Fig. 2. Interaction between TBC1D3 and G9a inhibits H3K9me2 modification.

(A) Schematic diagram for Y2H screening assay. (B) Domain structure of human G9a protein and sequences of positive clones. (C) IB analysis of reciprocal co-immunoprecipitation (co-IP) results in HEK293T cells transfected with HA-G9a or HA-G9a plus Myc-TBC1D3. (D) Homogenates of GW15 human fetal cortical tissues were subjected to IP with anti-G9a antibody with immunoglobulin G (IgG) as a control and IB with antibodies against TBC1D3 or G9a. Shown is an example of two independent experiments with similar results. (E) Homogenates of HEK293cells transfected with Myc-TBC1D3 were subjected to pull-down with beads coupled with GST or GST-G9a-CF [649 to 1210 amino acids (aa)], followed by IB with anti-Myc antibody. (F) Addition of 6xHis-TBC1D3 attenuates the Histone3 methylation activity of G9a.
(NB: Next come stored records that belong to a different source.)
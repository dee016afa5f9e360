//! The error classifier — maps a handler outcome to a structured
//! `ErrorRecord` carrying a retryability flag, drawn from a closed set.

use chrono::{DateTime, Utc};
use serde::{Deserialize, Serialize};

/// The closed set of error kinds a job attempt can terminate with.
///
/// This is intentionally not `#[non_exhaustive]`: the set is closed, and
/// callers (the store's retry accounting, dashboards) are expected to
/// match on it exhaustively.
#[derive(Debug, Clone, Copy, PartialEq, Eq, Serialize, Deserialize)]
#[serde(rename_all = "snake_case")]
pub enum ErrorKind {
    ValidationFailed,
    NoHandler,
    Timeout,
    HandlerError,
    QueueError,
    LeaseLost,
}

impl ErrorKind {
    /// Default retryability for this kind, before a handler's own
    /// terminal-error tag (if any) overrides it.
    pub fn default_retryable(self) -> bool {
        match self {
            ErrorKind::ValidationFailed => false,
            ErrorKind::NoHandler => false,
            ErrorKind::Timeout => true,
            ErrorKind::HandlerError => true,
            ErrorKind::QueueError => true,
            ErrorKind::LeaseLost => true,
        }
    }
}

/// The structured record passed as the `error` field of `complete(failed)`.
#[derive(Debug, Clone, Serialize, Deserialize)]
pub struct ErrorRecord {
    pub kind: ErrorKind,
    pub message: String,
    pub attempt_no: i32,
    pub timestamp: DateTime<Utc>,
    pub detail: Option<serde_json::Value>,
    /// Whether this attempt should return to the queue. Defaults to
    /// `kind.default_retryable()` but a handler may tag its own error as
    /// terminal.
    pub retryable: bool,
}

impl ErrorRecord {
    pub fn new(kind: ErrorKind, attempt_no: i32, message: impl Into<String>) -> Self {
        Self {
            kind,
            message: message.into(),
            attempt_no,
            timestamp: Utc::now(),
            detail: None,
            retryable: kind.default_retryable(),
        }
    }

    pub fn with_detail(mut self, detail: serde_json::Value) -> Self {
        self.detail = Some(detail);
        self
    }

    /// Force non-retryable regardless of `kind`'s default. Used when a
    /// handler tags its own `HandlerError` as terminal.
    pub fn non_retryable(mut self) -> Self {
        self.retryable = false;
        self
    }
}

/// Classifies a raw handler failure into the closed `ErrorKind` set.
///
/// This is the single seam the executor calls on any non-success path; the
/// individual constructors on `ErrorRecord` above cover the cases (timeout,
/// no-handler, validation) the executor detects itself before ever invoking
/// the handler.
pub fn classify_handler_error(
    attempt_no: i32,
    error: &crate::registry::HandlerError,
) -> ErrorRecord {
    let record = ErrorRecord::new(ErrorKind::HandlerError, attempt_no, error.message.clone())
        .with_detail(error.detail.clone().unwrap_or(serde_json::Value::Null));
    if error.terminal {
        record.non_retryable()
    } else {
        record
    }
}

#[cfg(test)]
mod tests {
    use super::*;

    #[test]
    fn retryable_kinds_match_the_default_table() {
        assert!(!ErrorKind::ValidationFailed.default_retryable());
        assert!(!ErrorKind::NoHandler.default_retryable());
        assert!(ErrorKind::Timeout.default_retryable());
        assert!(ErrorKind::HandlerError.default_retryable());
        assert!(ErrorKind::QueueError.default_retryable());
        assert!(ErrorKind::LeaseLost.default_retryable());
    }

    #[test]
    fn handler_error_tagged_terminal_is_not_retryable() {
        let err = crate::registry::HandlerError::terminal("bad payload shape");
        let record = classify_handler_error(1, &err);
        assert_eq!(record.kind, ErrorKind::HandlerError);
        assert!(!record.retryable);
    }

    #[test]
    fn handler_error_default_is_retryable() {
        let err = crate::registry::HandlerError::retryable("upstream timed out");
        let record = classify_handler_error(2, &err);
        assert!(record.retryable);
    }
}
Relative levels of H3K9me2 with respect to that of Histone3 from three independent experiments were quantified. (G) Levels of H3K9me2 in ReN cells transfected with control (Myc-Ctrl) or Myc-TBC1D3 plasmid (six independent experiments). (H) Levels of H3K9me2 in human cerebral organoids infected with AV-shCtrl or AV-shTBC1D3 (three independent experiments). The quantified data are presented as means ± SD by unpaired Student’s t test. *P < 0.05; **P < 0.01. bp, base pair.